*EXERCISE DIRECTIONS:* Pull every line containing "None" from the listing.

*SOURCE MATERIAL:*
════════════════════

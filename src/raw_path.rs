//! The append-only raw path: move/line/cubic/close verbs plus lazily cached
//! bounds and a monotonic mutation id that render-side caches key on.

use std::sync::atomic::{AtomicU64, Ordering};

use crate::geom::{point, Point, Rect};

static NEXT_MUTATION_ID: AtomicU64 = AtomicU64::new(1);

/// A globally unique, monotonically increasing id bumped every time a path
/// is mutated. Draw caches compare this (plus the draw's transform) to decide
/// whether a previous tessellation is still valid.
fn next_mutation_id() -> u64 {
    NEXT_MUTATION_ID.fetch_add(1, Ordering::Relaxed)
}

#[derive(Debug, Clone, Copy, PartialEq, Eq)]
pub enum Verb {
    Move,
    Line,
    Cubic,
    Close,
}

/// Append-only sequence of path verbs and their associated points.
///
/// Quadratics are never stored: callers must elevate them to cubics before
/// appending. An implicit `Move` to `(0, 0)` is injected the first time a
/// drawing verb is appended to an empty path, and empty segments (a `Line`
/// or `Cubic` whose points are coincident with the current point) are
/// pruned on append rather than filtered out later.
#[derive(Debug, Clone)]
pub struct RawPath {
    verbs: Vec<Verb>,
    points: Vec<Point>,
    mutation_id: u64,
    cached_bounds: Option<Rect>,
    /// Signed area accumulated verb-by-verb; only the sign is meaningful, and
    /// it's coarse (ignores the curvature of cubics, using their chord).
    coarse_signed_area: f64,
    current_point: Point,
    contour_start: Point,
    has_current_point: bool,
}

impl Default for RawPath {
    fn default() -> Self {
        Self::new()
    }
}

impl RawPath {
    pub fn new() -> Self {
        Self {
            verbs: Vec::new(),
            points: Vec::new(),
            mutation_id: next_mutation_id(),
            cached_bounds: None,
            coarse_signed_area: 0.0,
            current_point: point(0.0, 0.0),
            contour_start: point(0.0, 0.0),
            has_current_point: false,
        }
    }

    pub fn mutation_id(&self) -> u64 {
        self.mutation_id
    }

    fn bump_mutation(&mut self) {
        self.mutation_id = next_mutation_id();
        self.cached_bounds = None;
    }

    pub fn verbs(&self) -> &[Verb] {
        &self.verbs
    }

    pub fn points(&self) -> &[Point] {
        &self.points
    }

    pub fn is_empty(&self) -> bool {
        self.verbs.is_empty()
    }

    fn ensure_move(&mut self) {
        if !self.has_current_point {
            self.move_to(point(0.0, 0.0));
        }
    }

    pub fn move_to(&mut self, p: Point) {
        self.verbs.push(Verb::Move);
        self.points.push(p);
        self.current_point = p;
        self.contour_start = p;
        self.has_current_point = true;
        self.bump_mutation();
    }

    pub fn line_to(&mut self, p: Point) {
        self.ensure_move();
        if points_coincident(self.current_point, p) {
            return;
        }
        self.coarse_signed_area += cross(self.current_point, p);
        self.verbs.push(Verb::Line);
        self.points.push(p);
        self.current_point = p;
        self.bump_mutation();
    }

    pub fn cubic_to(&mut self, c1: Point, c2: Point, p: Point) {
        self.ensure_move();
        if points_coincident(self.current_point, c1)
            && points_coincident(c1, c2)
            && points_coincident(c2, p)
        {
            return;
        }
        self.coarse_signed_area += cross(self.current_point, p);
        self.verbs.push(Verb::Cubic);
        self.points.push(c1);
        self.points.push(c2);
        self.points.push(p);
        self.current_point = p;
        self.bump_mutation();
    }

    pub fn close(&mut self) {
        if !self.has_current_point {
            return;
        }
        if let Some(&Verb::Close) = self.verbs.last() {
            return;
        }
        if !points_coincident(self.current_point, self.contour_start) {
            self.coarse_signed_area += cross(self.current_point, self.contour_start);
        }
        self.verbs.push(Verb::Close);
        self.current_point = self.contour_start;
        self.bump_mutation();
    }

    pub fn reset(&mut self) {
        self.verbs.clear();
        self.points.clear();
        self.coarse_signed_area = 0.0;
        self.current_point = point(0.0, 0.0);
        self.contour_start = point(0.0, 0.0);
        self.has_current_point = false;
        self.bump_mutation();
    }

    /// `true` when the accumulated verb sequence winds clockwise in a
    /// y-down coordinate system. Only the sign of the coarse area is used,
    /// so this is correct even though the area itself ignores curve bulge.
    pub fn is_clockwise(&self) -> bool {
        self.coarse_signed_area < 0.0
    }

    /// Axis-aligned bounds of every on-curve and control point. Computed
    /// lazily and cached until the next mutation.
    pub fn bounds(&mut self) -> Rect {
        if let Some(bounds) = self.cached_bounds {
            return bounds;
        }
        let mut bounds = Rect::EMPTY;
        for &p in &self.points {
            bounds.union_point(p);
        }
        self.cached_bounds = Some(bounds);
        bounds
    }

    /// Iterates `(verb, points)` pairs, where `points` has the verb's full
    /// argument points (e.g. 3 for `Cubic`, 1 for `Move`/`Line`, 0 for `Close`).
    pub fn iter(&self) -> RawPathIter<'_> {
        RawPathIter {
            verbs: &self.verbs,
            points: &self.points,
            verb_idx: 0,
            point_idx: 0,
        }
    }
}

#[inline]
fn points_coincident(a: Point, b: Point) -> bool {
    a.x == b.x && a.y == b.y
}

#[inline]
fn cross(a: Point, b: Point) -> f64 {
    (a.x as f64) * (b.y as f64) - (b.x as f64) * (a.y as f64)
}

pub struct RawPathIter<'a> {
    verbs: &'a [Verb],
    points: &'a [Point],
    verb_idx: usize,
    point_idx: usize,
}

impl<'a> Iterator for RawPathIter<'a> {
    type Item = (Verb, &'a [Point]);

    fn next(&mut self) -> Option<Self::Item> {
        let verb = *self.verbs.get(self.verb_idx)?;
        self.verb_idx += 1;
        let n = match verb {
            Verb::Move | Verb::Line => 1,
            Verb::Cubic => 3,
            Verb::Close => 0,
        };
        let pts = &self.points[self.point_idx..self.point_idx + n];
        self.point_idx += n;
        Some((verb, pts))
    }
}

#[cfg(test)]
mod tests {
    use super::*;

    #[test]
    fn empty_path_has_empty_bounds() {
        let mut p = RawPath::new();
        assert!(p.bounds().is_empty());
    }

    #[test]
    fn mutation_id_changes_on_append_but_not_on_read() {
        let mut p = RawPath::new();
        p.move_to(point(0.0, 0.0));
        let id_after_move = p.mutation_id();
        let _ = p.bounds();
        let _ = p.bounds();
        assert_eq!(p.mutation_id(), id_after_move);
        p.line_to(point(10.0, 10.0));
        assert_ne!(p.mutation_id(), id_after_move);
    }

    #[test]
    fn two_paths_get_distinct_mutation_ids() {
        let a = RawPath::new();
        let b = RawPath::new();
        assert_ne!(a.mutation_id(), b.mutation_id());
    }

    #[test]
    fn implicit_move_is_injected_for_bare_line() {
        let mut p = RawPath::new();
        p.line_to(point(5.0, 5.0));
        assert_eq!(p.verbs(), &[Verb::Move, Verb::Line]);
        assert_eq!(p.points()[0], point(0.0, 0.0));
    }

    #[test]
    fn zero_length_line_is_pruned() {
        let mut p = RawPath::new();
        p.move_to(point(1.0, 1.0));
        p.line_to(point(1.0, 1.0));
        assert_eq!(p.verbs(), &[Verb::Move]);
    }

    #[test]
    fn zero_length_cubic_is_pruned() {
        let mut p = RawPath::new();
        p.move_to(point(1.0, 1.0));
        p.cubic_to(point(1.0, 1.0), point(1.0, 1.0), point(1.0, 1.0));
        assert_eq!(p.verbs(), &[Verb::Move]);
    }

    #[test]
    fn close_is_idempotent() {
        let mut p = RawPath::new();
        p.move_to(point(0.0, 0.0));
        p.line_to(point(1.0, 0.0));
        p.close();
        let id_after_first_close = p.mutation_id();
        p.close();
        assert_eq!(p.mutation_id(), id_after_first_close);
    }

    #[test]
    fn clockwise_square_is_detected() {
        let mut p = RawPath::new();
        p.move_to(point(0.0, 0.0));
        p.line_to(point(10.0, 0.0));
        p.line_to(point(10.0, 10.0));
        p.line_to(point(0.0, 10.0));
        p.close();
        assert!(p.is_clockwise());
    }

    #[test]
    fn counter_clockwise_square_is_detected() {
        let mut p = RawPath::new();
        p.move_to(point(0.0, 0.0));
        p.line_to(point(0.0, 10.0));
        p.line_to(point(10.0, 10.0));
        p.line_to(point(10.0, 0.0));
        p.close();
        assert!(!p.is_clockwise());
    }

    #[test]
    fn reset_clears_state_and_bumps_mutation() {
        let mut p = RawPath::new();
        p.move_to(point(0.0, 0.0));
        p.line_to(point(5.0, 5.0));
        let id_before = p.mutation_id();
        p.reset();
        assert!(p.is_empty());
        assert_ne!(p.mutation_id(), id_before);
    }

    #[test]
    fn iter_yields_correct_point_counts_per_verb() {
        let mut p = RawPath::new();
        p.move_to(point(0.0, 0.0));
        p.cubic_to(point(1.0, 1.0), point(2.0, 1.0), point(3.0, 0.0));
        p.close();
        let collected: Vec<_> = p.iter().collect();
        assert_eq!(collected[0].0, Verb::Move);
        assert_eq!(collected[0].1.len(), 1);
        assert_eq!(collected[1].0, Verb::Cubic);
        assert_eq!(collected[1].1.len(), 3);
        assert_eq!(collected[2].0, Verb::Close);
        assert_eq!(collected[2].1.len(), 0);
    }
}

════════════════════

*TASK RESPONSE:*
            cached_bounds: None,
        self.cached_bounds = None;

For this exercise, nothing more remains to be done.